The core of the XDOO system is the On Demand Router (ODR). This JVM is built upon IBM’s proxy server technology and handles the dynamic work load management (DWLM) and other autonomic functions of the environment. Being the most complex and crucial part of the system, it is also the most error prone.  Again though, it has superior logging modeling itself both on a JEE application as well as a traditional web server.

There are a number of other approaches to this type of dynamic or ‘cloud’ computing as it’s being referred to in the hype machine. Amazon’s EC2 is another example more in the Software as a Service (SaaS) model. While these may serve certain purposes for non-critical systems running on non-private data, in the long run I think many enterprises are going to want more control over their systems and will want a blend of a more traditional data center and hardware with an application platform that can deliver some of the benefits of cloud computing in terms of dynamic resources. While IBM is by no means perfect and XD OO isn’t the only solution out there, it does seem to be a solid step in the right direction.

Where to put environment specific properties

June 18th, 2008

In the JEE world, Sun breaks down the process of delivering an application into various roles: developer, assembler, deployer, etc. This is all well and good, but I have yet to work somewhere where we had each of these roles filled by unique individuals with clearly defined responsibilities. One particular area where I see a lot of confusion and lack of direction on (even from the likes of new visionaries like the Spring folk), is in where to place environment-specific configuration values. By this I mean properties that change from the development, to test, to production environments. Often this consists of host names that change, ports, email addresses, etc.

To the best of my knowledge, if you read the Sun abstract ivory tower specifications, the code should be compiled once (and run anywhere, right? :-) ). However, it is then assembled into a deployable archive - an enterprise or web archive (ear or war) for each environment. The appropriate values are stored in resource bundles (*.properties files). A bundle is selected for each environment’s ear.
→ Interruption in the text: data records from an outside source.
//! Null-as-wildcard matching of values against a channel/locale pair, and the
//! index field-path convention built on the same tokens.
//!
//! A value with no scope applies to every channel, a value with no locale to
//! every locale. In index paths those "any" slots are written with the
//! [`ALL_CHANNELS`] / [`ALL_LOCALES`] sentinels.

use crate::attribute::Attribute;
use crate::value::ProductValue;

pub const ALL_LOCALES: &str = "<all_locales>";
pub const ALL_CHANNELS: &str = "<all_channels>";

/// Whether a value stored for `(value_scope, value_locale)` applies to the
/// `(channel, locale)` pair.
#[must_use]
pub fn applies(
    attribute: &Attribute,
    value_scope: Option<&str>,
    value_locale: Option<&str>,
    channel: &str,
    locale: &str,
) -> bool {
    if value_scope.is_some_and(|scope| scope != channel) {
        return false;
    }

    if value_locale.is_some_and(|l| l != locale) {
        return false;
    }

    !attribute.is_locale_specific() || attribute.has_locale_specific(locale)
}

#[must_use]
pub fn value_applies(value: &ProductValue, channel: &str, locale: &str) -> bool {
    applies(
        value.attribute(),
        value.scope(),
        value.locale(),
        channel,
        locale,
    )
}

#[must_use]
pub fn locale_token(locale: Option<&str>) -> &str {
    locale.unwrap_or(ALL_LOCALES)
}

#[must_use]
pub fn channel_token(channel: Option<&str>) -> &str {
    channel.unwrap_or(ALL_CHANNELS)
}

/// Top-level key of an attribute in the index document: `<code>-<type>`.
#[must_use]
pub fn field_key(attribute_code: &str, type_token: &str) -> String {
    format!("{attribute_code}-{type_token}")
}

/// Full index path:
/// `values.<code>-<type>.<locale_token>.<scope_token>`.
#[must_use]
pub fn field_path(
    attribute_code: &str,
    type_token: &str,
    locale: Option<&str>,
    channel: Option<&str>,
) -> String {
    format!(
        "values.{}.{}.{}",
        field_key(attribute_code, type_token),
        locale_token(locale),
        channel_token(channel)
    )
}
So in the end you have:

  • MyAppDev.ear
  • MyAppTest.ear
  • MyAppProd.ear

Sounds good. But in reality, the ear/war assembly step is far more complex. It combines compiled code, configuration files, jar libraries, tlds for tag libs, JSP pages, and much more. The risk in deploying such a complex assembly directly to production without testing that very same ear in another environment is simply too high in most enterprise environments.

So I see a variety of solutions:

  • put values into JNDI space via whatever mechanism you use to configure your application server (often done via a scripting language/interface such as wsadmin & jython for Websphere)
  • Load all values but have an external flag indicate which to use
  • Place the property file outside the ear on the target system in a separate deployment process (these environment specific values tend to be unique from release specific values, but are not always distinct)
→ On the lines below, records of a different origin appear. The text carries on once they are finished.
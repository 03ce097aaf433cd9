//! Query filters: `(attribute or field, operator, value)` to engine clauses.
//!
//! A filter works on the [`SearchQueryBuilder`] attached to it and checks,
//! in this order, that a builder is attached, that the locale and scope fit
//! the attribute, that the operator is supported and that the value has the
//! type the operator needs. Nothing is added to the builder unless every
//! check passes.

mod boolean;
mod date;
mod field;
mod media;
mod number;
mod option;
mod price;
mod string;
mod value;

use pim_core::validator::{validate_locale, validate_scope};
use pim_core::{scope, Attribute, AttributeType, PropertyError};
use serde_json::{json, Map, Value};

use crate::operator::Operator;
use crate::search::SearchQueryBuilder;

pub use boolean::BooleanFilter;
pub use date::DateFilter;
pub use field::{FamilyFilter, IdentifierFilter};
pub use media::MediaFilter;
pub use number::NumberFilter;
pub use option::OptionFilter;
pub use price::PriceFilter;
pub use string::StringFilter;

/// Free-form options passed along with a filter; none of the built-in
/// filters read them.
pub type FilterOptions = Map<String, Value>;

pub trait Filter: Send + Sync {
    fn operators(&self) -> &'static [Operator];

    fn supports_operator(&self, operator: Operator) -> bool {
        self.operators().contains(&operator)
    }

    fn set_query_builder(&mut self, builder: SearchQueryBuilder);

    fn take_query_builder(&mut self) -> Option<SearchQueryBuilder>;
}

pub trait AttributeFilter: Filter {
    fn attribute_types(&self) -> &'static [AttributeType];

    fn supports_attribute(&self, attribute: &Attribute) -> bool {
        self.attribute_types().contains(&attribute.attribute_type)
    }

    /// # Errors
    ///
    /// `Logic` without an attached builder, `InvalidProperty` for a locale
    /// or scope the attribute does not accept, `InvalidArgument` for an
    /// unsupported operator and `InvalidPropertyType` for a value of the
    /// wrong type.
    fn add_attribute_filter(
        &mut self,
        attribute: &Attribute,
        operator: Operator,
        value: &Value,
        locale: Option<&str>,
        channel: Option<&str>,
        options: &FilterOptions,
    ) -> Result<(), PropertyError>;
}

pub trait FieldFilter: Filter {
    fn fields(&self) -> &'static [&'static str];

    fn supports_field(&self, field: &str) -> bool {
        self.fields().contains(&field)
    }

    /// # Errors
    ///
    /// Same as [`AttributeFilter::add_attribute_filter`], minus the locale
    /// and scope checks.
    fn add_field_filter(
        &mut self,
        field: &str,
        operator: Operator,
        value: &Value,
        locale: Option<&str>,
        channel: Option<&str>,
        options: &FilterOptions,
    ) -> Result<(), PropertyError>;
}

/// One clause and the bool section it goes to.
#[derive(Debug, Clone, PartialEq)]
pub(crate) enum Clause {
    Filter(Value),
    MustNot(Value),
}

impl Clause {
    fn add_to(self, builder: &mut SearchQueryBuilder) {
        match self {
            Clause::Filter(body) => builder.add_filter(body),
            Clause::MustNot(body) => builder.add_must_not(body),
        };
    }
}

pub(crate) fn term(path: &str, value: impl Into<Value>) -> Value {
    json!({"term": {path: value.into()}})
}

pub(crate) fn terms(path: &str, values: impl Into<Value>) -> Value {
    json!({"terms": {path: values.into()}})
}

pub(crate) fn exists(path: &str) -> Value {
    json!({"exists": {"field": path}})
}

pub(crate) fn range(path: &str, bounds: Value) -> Value {
    json!({"range": {path: bounds}})
}

pub(crate) fn query_string(path: &str, query: String) -> Value {
    json!({"query_string": {"default_field": path, "query": query}})
}

/// `EMPTY` / `NOT EMPTY` on `path`, or `None` for any other operator.
pub(crate) fn emptiness(path: &str, operator: Operator) -> Option<Clause> {
    match operator {
        Operator::IsEmpty => Some(Clause::MustNot(exists(path))),
        Operator::IsNotEmpty => Some(Clause::Filter(exists(path))),
        _ => None,
    }
}

/// Characters with a meaning in the engine's query-string syntax.
const QUERY_STRING_RESERVED: &[char] = &[
    '-', '+', '=', '|', '!', ' ', '&', '(', ')', '{', '}', '[', ']', '^', '"', '~', '*', '<',
    '>', '?', ':', '/', '\\',
];

/// Backslash-escapes reserved characters so `value` is matched literally.
#[must_use]
pub fn escape_query_string(value: &str) -> String {
    let mut escaped = String::with_capacity(value.len());
    for c in value.chars() {
        if QUERY_STRING_RESERVED.contains(&c) {
            escaped.push('\\');
        }
        escaped.push(c);
    }
    escaped
}

/// Index path of an attribute slot, keyed by the attribute type.
#[must_use]
pub fn attribute_path(attribute: &Attribute, locale: Option<&str>, channel: Option<&str>) -> String {
    scope::field_path(
        &attribute.code,
        attribute.attribute_type.as_str(),
        locale,
        channel,
    )
}

pub(crate) fn check_locale_and_scope(
    attribute: &Attribute,
    locale: Option<&str>,
    channel: Option<&str>,
) -> Result<(), PropertyError> {
    validate_locale(attribute, locale)
        .and_then(|()| validate_scope(attribute, channel))
        .map_err(|e| PropertyError::from_validation(&attribute.code, e))
}

/// Runs the attribute filter checks, then adds what `build` returns for the
/// attribute's path.
pub(crate) fn apply_attribute_filter<F>(
    slot: &mut Option<SearchQueryBuilder>,
    operators: &[Operator],
    attribute: &Attribute,
    operator: Operator,
    locale: Option<&str>,
    channel: Option<&str>,
    build: F,
) -> Result<(), PropertyError>
where
    F: FnOnce(&str) -> Result<Vec<Clause>, PropertyError>,
{
    let builder = slot
        .as_mut()
        .ok_or_else(PropertyError::query_builder_not_initialized)?;

    check_locale_and_scope(attribute, locale, channel)?;

    if !operators.contains(&operator) {
        return Err(PropertyError::operator_not_supported(operator.as_str()));
    }

    let clauses = build(&attribute_path(attribute, locale, channel))?;
    for clause in clauses {
        clause.add_to(builder);
    }
    Ok(())
}

pub(crate) fn apply_field_filter<F>(
    slot: &mut Option<SearchQueryBuilder>,
    operators: &[Operator],
    operator: Operator,
    build: F,
) -> Result<(), PropertyError>
where
    F: FnOnce() -> Result<Vec<Clause>, PropertyError>,
{
    let builder = slot
        .as_mut()
        .ok_or_else(PropertyError::query_builder_not_initialized)?;

    if !operators.contains(&operator) {
        return Err(PropertyError::operator_not_supported(operator.as_str()));
    }

    for clause in build()? {
        clause.add_to(builder);
    }
    Ok(())
}

#[cfg(test)]
mod tests {
    use super::*;

    #[test]
    fn escapes_reserved_characters() {
        assert_eq!(escape_query_string("sony"), "sony");
        assert_eq!(escape_query_string("a b"), "a\\ b");
        assert_eq!(escape_query_string("1/2\" (x)"), "1\\/2\\\"\\ \\(x\\)");
        assert_eq!(escape_query_string("c:\\*"), "c\\:\\\\\\*");
    }

    #[test]
    fn attribute_path_uses_the_attribute_type() {
        let description = Attribute::new("description", AttributeType::Textarea)
            .with_localizable(true)
            .with_scopable(true);
        assert_eq!(
            attribute_path(&description, Some("en_US"), Some("ecommerce")),
            "values.description-pim_catalog_textarea.en_US.ecommerce"
        );
        assert_eq!(
            attribute_path(&description, None, None),
            "values.description-pim_catalog_textarea.<all_locales>.<all_channels>"
        );
    }

    #[test]
    fn locale_is_checked_before_scope() {
        let name = Attribute::new("name", AttributeType::Text).with_localizable(true);
        let err = check_locale_and_scope(&name, None, Some("ecommerce")).unwrap_err();
        assert_eq!(err.to_string(), "Attribute \"name\" expects a locale, none given.");
    }
}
Each has its own advantages and disadvantages. Personally I prefer a holistic deployment unit that can be deployed in a fully automated process, and runs the least risk of using test values in production. Thus, I lean towards a variant of the first option above.  In essence we have a tar file with an ear, properties files for all environments, and the necessary automation scripts for our server.

Since any and all of these approaches are not standard, you cannot simply pick up these deployable units and run them on any application server unless you revert to the environment specific ear. Sun, Spring and others need to come together to address this concern and have a meta-specification for environment configuration that boils it down to the simplest possible solution such that there is little to no concern or risk over the complexity in the assembly step of what still amounts to an environment specific assembly step. For example, a tar file with the ear or war in one location, and one or more properties files in another, with the deployment keying off a passed in argument to know which property file to load. Simple, but effective in its very simplicity.

Spring App Server

June 11th, 2008

So Spring recently announced they will enter the application server space. However, rather than being just another player (who would have expected that from Spring?) :-) they are going to have a server that only implements part of the JEE specification: a web container only, no EJB container. They’ll also be OSGi compliant. Which to be completely honest, I’m still not entirely sure what that will mean. It looks to be a new generic standard for interoperability and module deployment/configuration. Could be a good thing as that is an area JEE is sorely lacking in, IMHO (I intend to blog on this topic soon).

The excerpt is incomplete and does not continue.